While most homeowners rarely find themselves with a house full of tabula rasa walls, the process Ms. Farber undertook offers some important insights into the business of purchasing art, which can be daunting for those just embarking on these kinds of investments.
Art consultants say that the best choices are pieces that go beyond immediate aesthetic appeal and trigger reflection, conversation and debate. They also advise against purchasing art that has been selected in order to fit in, either with other décor, a particular space or next to other art. "You've got to love it, because you're living with it every day," adds Ms. Farber's adviser, Judy Schulich, who runs a Toronto art consultancy called blueprint: dna. "We've never said, '[you] need something for this wall.' "

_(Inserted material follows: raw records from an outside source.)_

use crate::{
    block::BlockId,
    function::Function,
    hazards::{read_accesses, touches_acc, write_accesses},
    inst::{Inst, InstId, Slot},
    opcode::{AccRestriction, Opcode},
    operand::{Operand, Region},
    typ::ElemType,
};

/// Rewrites a chain of multiply-adds into implicit-accumulator form.
///
/// Turn this:  mov t0, s ; mad t1, a, b, t0 ; mad t2, c, d, t1 ; mad r, e, f, t2
/// Into this:  mov acc, s ; mac acc, a, b ; mac acc, c, d ; mac r, e, f
///
/// The producer seeds the accumulator, each multiply-add becomes a fused
/// multiply-accumulate reading the accumulator implicitly, and only the
/// last instruction writes an explicit destination. When the chain's
/// result is a wide integer, a bounded single-use consumer chain may be
/// pulled in as well, ending at the first consumer with a narrow
/// destination.
///
/// Every instruction placed on the accumulator is checked against the
/// hardware restriction table; any failed check aborts the whole chain
/// with no mutation.
pub fn fuse_accumulator(func: &mut Function, block: BlockId) -> bool {
    let mut pass = FuseAccumulator {
        func,
        block,
        changed: false,
    };
    pass.run();
    pass.changed
}

/// True when the restriction table lets this instruction write the
/// accumulator as an explicit destination.
fn can_acc_dst(func: &Function, inst: &Inst) -> bool {
    match func.caps.restriction(inst.opcode) {
        AccRestriction::NoRestriction | AccRestriction::NoSrc | AccRestriction::NoIntSrc => true,
        AccRestriction::DstOrSrcNotBoth => !inst.opcode.info().reads_acc,
        AccRestriction::NoModifier => {
            !inst.saturate && inst.srcs.iter().all(|src| match src.as_reg() {
                Some(region) => !region.has_modifier(),
                None => true,
            })
        }
        AccRestriction::NoAccess
        | AccRestriction::SrcOnly
        | AccRestriction::ImplicitWriteOnly => false,
    }
}

/// True when the restriction table lets this instruction read the
/// accumulator through the given source region.
fn can_acc_src(func: &Function, inst: &Inst, region: &Region) -> bool {
    match func.caps.restriction(inst.opcode) {
        AccRestriction::NoRestriction
        | AccRestriction::SrcOnly
        | AccRestriction::DstOrSrcNotBoth => true,
        AccRestriction::NoIntSrc => region.elem.is_float(),
        AccRestriction::NoModifier => !region.has_modifier() && !inst.saturate,
        AccRestriction::NoAccess
        | AccRestriction::NoSrc
        | AccRestriction::ImplicitWriteOnly => false,
    }
}

struct FuseAccumulator<'a> {
    func: &'a mut Function,
    block: BlockId,
    changed: bool,
}

/// One consumer-chain hop: the instruction, the source slot reading the
/// running value, and whether it terminates the chain with a real
/// destination.
struct Hop {
    id: InstId,
    src: u8,
    terminal: bool,
}

impl<'a> FuseAccumulator<'a> {
    fn run(&mut self) {
        let mut index = 0;
        while index < self.func.block(self.block).len() {
            match self.try_fuse(index) {
                Some(next) => {
                    self.changed = true;
                    index = next;
                }
                None => index += 1,
            }
        }
    }

    fn dst_type_allowed(&self, elem: ElemType) -> bool {
        if elem.is_float() {
            return true;
        }
        // Narrow integer chains need the byte/word multiply-accumulate
        // capability.
        elem.bytes() == 4 || self.func.caps.byte_mac
    }

    fn mad_eligible(&self, inst: &Inst) -> bool {
        if inst.opcode != Opcode::Mad
            || inst.predicate.is_some()
            || inst.cond_mod.is_some()
            || inst.saturate
        {
            return false;
        }
        match &inst.dst {
            Some(dst) => dst.indirect.is_none() && self.dst_type_allowed(dst.elem),
            None => false,
        }
    }

    fn try_fuse(&mut self, start: usize) -> Option<usize> {
        let block = self.func.block(self.block);
        let first_id = block.insts[start];
        let first = self.func.inst(first_id);
        if !self.mad_eligible(first) {
            return None;
        }
        let exec_width = first.exec_width;
        let mask_offset = first.mask_offset;

        // Collect: a contiguous run of chained multiply-adds, each feeding
        // its successor's third source and nothing else.
        let mut mads = vec![first_id];
        loop {
            let next_position = start + mads.len();
            if next_position >= self.func.block(self.block).len() {
                break;
            }
            let next_id = self.func.block(self.block).insts[next_position];
            let next = self.func.inst(next_id);
            if !self.mad_eligible(next)
                || next.exec_width != exec_width
                || next.mask_offset != mask_offset
            {
                break;
            }
            let prev_id = *mads.last().unwrap();
            let prev_dst = self.func.inst(prev_id).dst.unwrap();
            let link = match next.src_reg(2) {
                Some(region) => *region,
                None => break,
            };
            if link.has_modifier()
                || link.indirect.is_some()
                || !link.same_storage(&prev_dst)
                || link.elem != prev_dst.elem
                || self.func.def_use.single_def(next_id, Slot::Src(2)) != Some(prev_id)
                || self.func.def_use.use_count(prev_id) != 1
            {
                break;
            }
            mads.push(next_id);
        }
        if mads.len() < 2 {
            return None;
        }
        let end = start + mads.len();

        let producer_id = self.classify_producer(first_id, start, exec_width, mask_offset)?;
        let last_id = *mads.last().unwrap();
        let result = self.func.inst(last_id).dst.unwrap();
        let hops = if result.elem.is_int() && result.elem.bytes() == 4 {
            self.classify_consumers(last_id, end - 1, exec_width, mask_offset)
        } else {
            Vec::new()
        };
        if !self.acc_free_after(end, &hops) {
            return None;
        }

        // Every destination the commit retargets onto the accumulator
        // stops being written; edges are block-local, so a read in a
        // later block must be ruled out through the read-block record.
        let mut doomed = vec![self.func.inst(producer_id).dst.unwrap().decl];
        for (i, &id) in mads.iter().enumerate() {
            if i == mads.len() - 1 && hops.is_empty() {
                continue;
            }
            doomed.push(self.func.inst(id).dst.unwrap().decl);
        }
        for hop in hops.iter().filter(|hop| !hop.terminal) {
            doomed.push(self.func.inst(hop.id).dst.unwrap().decl);
        }
        if doomed
            .iter()
            .any(|&decl| self.func.def_use.read_outside(decl, self.block))
        {
            return None;
        }

        self.commit(producer_id, &mads, &hops);
        Some(end)
    }

    /// The first multiply-add's third source must come from a single-use,
    /// unconditional definer that may legally write the accumulator, with
    /// no accumulator traffic between it and the chain.
    fn classify_producer(
        &self,
        first_id: InstId,
        start: usize,
        exec_width: u8,
        mask_offset: u8,
    ) -> Option<InstId> {
        let first = self.func.inst(first_id);
        let seed = match first.src_reg(2) {
            Some(region) => *region,
            None => return None,
        };
        if seed.has_modifier() || seed.indirect.is_some() {
            return None;
        }
        let producer_id = self.func.def_use.single_def(first_id, Slot::Src(2))?;
        if self.func.def_use.use_count(producer_id) != 1 {
            return None;
        }
        let position = self.func.position_of(self.block, producer_id)?;
        debug_assert!(position < start);

        let producer = self.func.inst(producer_id);
        if producer.predicate.is_some()
            || producer.saturate
            || producer.exec_width != exec_width
            || producer.mask_offset != mask_offset
        {
            return None;
        }
        let dst = producer.dst.as_ref()?;
        if dst.indirect.is_some() || !dst.same_storage(&seed) || dst.elem != seed.elem {
            return None;
        }
        if !can_acc_dst(self.func, producer) {
            return None;
        }
        for between in position + 1..start {
            let id = self.func.block(self.block).insts[between];
            if touches_acc(self.func, id) {
                return None;
            }
        }
        Some(producer_id)
    }

    /// Follows the single-use chain out of the last multiply-add, up to the
    /// hop bound, ending at the first consumer with a narrow destination.
    /// An empty result means the chain fuses with an explicit final
    /// destination instead.
    fn classify_consumers(
        &self,
        last_id: InstId,
        last_position: usize,
        exec_width: u8,
        mask_offset: u8,
    ) -> Vec<Hop> {
        let mut hops: Vec<Hop> = Vec::new();
        let mut cur_id = last_id;
        let mut cur_position = last_position;

        for _ in 0..self.func.options.max_consumer_hops {
            let uses = self.func.def_use.uses_of_slot(cur_id, Slot::Dst);
            let rec = match uses.as_slice() {
                [rec] => *rec,
                _ => return Vec::new(),
            };
            let src_slot = match rec.use_slot {
                Slot::Src(i) => i,
                _ => return Vec::new(),
            };
            let user_position = match self.func.position_of(self.block, rec.user) {
                Some(p) => p,
                None => return Vec::new(),
            };
            let user = self.func.inst(rec.user);
            if user.predicate.is_some()
                || user.exec_width != exec_width
                || user.mask_offset != mask_offset
            {
                return Vec::new();
            }
            let cur_dst = self.func.inst(cur_id).dst.unwrap();
            let value = match user.src_reg(src_slot as usize) {
                Some(region) => *region,
                None => return Vec::new(),
            };
            if value.indirect.is_some() || !value.same_storage(&cur_dst) {
                return Vec::new();
            }
            // The running value must be the hop's only wide source.
            let other_wide = user.srcs.iter().enumerate().any(|(i, src)| {
                i != src_slot as usize
                    && matches!(src.as_reg(), Some(region) if !region.elem.is_narrow())
            });
            if other_wide || !can_acc_src(self.func, user, &value) {
                return Vec::new();
            }
            for between in cur_position + 1..user_position {
                let id = self.func.block(self.block).insts[between];
                if touches_acc(self.func, id) {
                    return Vec::new();
                }
            }

            let dst = match &user.dst {
                Some(dst) if dst.indirect.is_none() => dst,
                _ => return Vec::new(),
            };
            if dst.elem.is_narrow() {
                hops.push(Hop {
                    id: rec.user,
                    src: src_slot,
                    terminal: true,
                });
                return hops;
            }
            if user.cond_mod.is_some()
                || !can_acc_dst(self.func, user)
                || self.func.caps.restriction(user.opcode) == AccRestriction::DstOrSrcNotBoth
            {
                return Vec::new();
            }
            hops.push(Hop {
                id: rec.user,
                src: src_slot,
                terminal: false,
            });
            cur_id = rec.user;
            cur_position = user_position;
        }
        Vec::new()
    }

    /// The rewrite leaves the accumulator holding chain state; any
    /// instruction later in the block that reads it before an unpredicated
    /// full rewrite would observe that state.
    fn acc_free_after(&self, from: usize, hops: &[Hop]) -> bool {
        let acc = self.func.acc();
        for position in from..self.func.block(self.block).len() {
            let id = self.func.block(self.block).insts[position];
            if hops.iter().any(|hop| hop.id == id) {
                continue;
            }
            let inst = self.func.inst(id);
            if read_accesses(self.func, inst)
                .iter()
                .any(|access| access.decl == acc)
            {
                return false;
            }
            let full_write = inst.predicate.is_none()
                && write_accesses(self.func, inst)
                    .iter()
                    .any(|access| access.decl == acc && access.range == (0..self.func.decl(acc).size));
            if full_write {
                return true;
            }
        }
        true
    }

    fn commit(&mut self, producer_id: InstId, mads: &[InstId], hops: &[Hop]) {
        let acc = |func: &Function, elem: ElemType| func.acc_region(elem);

        // Seed: the producer's destination becomes the accumulator.
        let elem = self.func.inst(producer_id).dst.unwrap().elem;
        let seed_dst = acc(self.func, elem);
        self.func.inst_mut(producer_id).dst = Some(seed_dst);

        let last = mads.len() - 1;
        let mut prev = producer_id;
        for (i, &id) in mads.iter().enumerate() {
            self.func.def_use.remove_use_edges(id, Slot::Src(2));
            self.func.def_use.add_edge(prev, Slot::Dst, id, Slot::AccIn);

            let keep_dst = i == last && hops.is_empty();
            let elem = self.func.inst(id).dst.unwrap().elem;
            let acc_dst = acc(self.func, elem);
            let inst = self.func.inst_mut(id);
            inst.opcode = Opcode::Mac;
            inst.srcs.truncate(2);
            if !keep_dst {
                inst.dst = Some(acc_dst);
            }
            prev = id;
        }

        // Consumer hops read and (except the terminal) write the
        // accumulator explicitly; the ledger edges already connect the
        // right slots and the storage ranges still coincide.
        for hop in hops {
            let inst = self.func.inst(hop.id);
            let value = *inst.src_reg(hop.src as usize).unwrap();
            let mut region = acc(self.func, value.elem);
            region.negate = value.negate;
            region.abs = value.abs;
            let dst_elem = inst.dst.unwrap().elem;
            let dst = acc(self.func, dst_elem);
            let inst = self.func.inst_mut(hop.id);
            inst.srcs[hop.src as usize] = Operand::Reg(region);
            if !hop.terminal {
                inst.dst = Some(dst);
            }
        }
    }
}
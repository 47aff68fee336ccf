/// Arena keyed by stable newtype ids. Removal leaves a hole so ids held by
/// the def-use ledger and by in-flight rewrites can never dangle; holes are
/// never reused within a function's lifetime.
#[derive(Clone)]
pub struct Pool<T: PoolElement> {
    slots: Vec<Option<T>>,
}

pub trait PoolElement {
    type Id: Copy + Eq + std::hash::Hash + Into<usize> + From<usize>;

    fn id(&self) -> Self::Id;
    fn set_id(&mut self, id: Self::Id);
}

impl<T: PoolElement> Pool<T> {
    pub fn new() -> Self {
        Self { slots: Vec::new() }
    }

    pub fn add(&mut self, mut element: T) -> T::Id {
        let index = self.slots.len();
        element.set_id(index.into());
        self.slots.push(Some(element));
        index.into()
    }

    pub fn at(&self, id: T::Id) -> Option<&T> {
        self.slots.get(id.into()).and_then(|slot| slot.as_ref())
    }

    pub fn at_mut(&mut self, id: T::Id) -> Option<&mut T> {
        self.slots.get_mut(id.into()).and_then(|slot| slot.as_mut())
    }

    pub fn contains(&self, id: T::Id) -> bool {
        self.at(id).is_some()
    }

    pub fn remove(&mut self, id: T::Id) -> T {
        self.slots[id.into()]
            .take()
            .unwrap_or_else(|| panic!("removing dead pool element"))
    }

    /// Number of slots ever allocated, holes included.
    pub fn size(&self) -> usize {
        self.slots.len()
    }

    pub fn iter(&self) -> impl Iterator<Item = &T> {
        self.slots.iter().filter_map(|slot| slot.as_ref())
    }

    pub fn iter_mut(&mut self) -> impl Iterator<Item = &mut T> {
        self.slots.iter_mut().filter_map(|slot| slot.as_mut())
    }

    pub fn ids(&self) -> impl Iterator<Item = T::Id> + '_ {
        self.iter().map(|element| element.id())
    }
}

impl<T: PoolElement> Default for Pool<T> {
    fn default() -> Self {
        Self::new()
    }
}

Artwork should draw attention to themselves, which can mean occupying an entire wall, as is the case in some spaces in Ms. Farber's home, or being situated in a less conventional space, like a kitchen or even, in some cases, a bathroom, as is the case with one of Ms. Farber's, which contains a complex installation of stylized, beveled mirrors.
"Don't try to make it blend in to the surroundings," says Olivier Fuller, an art adviser. "People who just want to get something on the wall and not think about it [is] exactly the opposite of what I want to do."
That said, a handful of core principles apply:
Light: A location exposed to natural light will allow the colours and feel of a painting to evolve as the day progresses, adding a further layer of engagement, says curator and consultant Rui Mateus Amaral. "The work shifts, and that's really interesting."
With fine art photographs, however, sunlight is the enemy, because it can break down the chemicals in the print. Mr. Fuller also points out that galleries often use a mix of soft LED and fluorescent light to illuminate their spaces, and urges clients to do the same.
Art objects: "I always tell my clients, sculpture can be incorporated anywhere in a space," Mr. Fuller says, adding that buyers needn't identify special niches or other purpose-built spots, and shouldn't overlook the possibility of placing works outside.
In some homes, however, practical considerations arise, not least of which is the presence of small children. Ms. Farber's home contains numerous sculptural pieces, including a vivid blue illuminated cube at the end of an upstairs corridor near her daughters' bedrooms, as well as a stylized globe by Douglas Coupland. "You can touch and feel and learn from it," she says, adding that formal art works such as that share space with curiosities found in flea markets or garage sales.
Context: Mr. Amaral observes that some spaces in a home are obvious locations – above a fireplace or on a dining room wall, for example – but he encourages his clients to consider other spaces, especially if they're building a collection and may eventually need to rotate their works. In Ms. Farber's case, she actively curates the works in her home, combining them with curiosities she finds at flea markets, such as a set of vintage bowling pins.
"It's important to have some sense of flexibility." Many galleries sell works "on approval," which allows buyers to test them in different spaces in their homes over the course of a few days.
If the most rewarding approach to buying art is to not focus on where it will live in a home, the decision-making process, says Ms. Schulich, must be informed by considerations inherent in a work, such as the artists' intention and approach, as well as the impact a piece has on the owner.
For buyers, that means visiting galleries and art fairs, retaining art consultants and interior designers, and challenging themselves. "I try to push people," says Mr. Amaral. "The most important thing," adds Mr. Fuller, "is that artwork is steeped in the stories that the artist is trying to convey."
From her experience in creating spaces around the art she sought out with the help of Ms. Schulich, Ms. Farber's advice is to take the time to become educated about both what's available, but also the personal impact exerted by different forms and styles. As she puts it, "Make sure it evokes some emotion, and an emotion you want to feel every time you pass by it."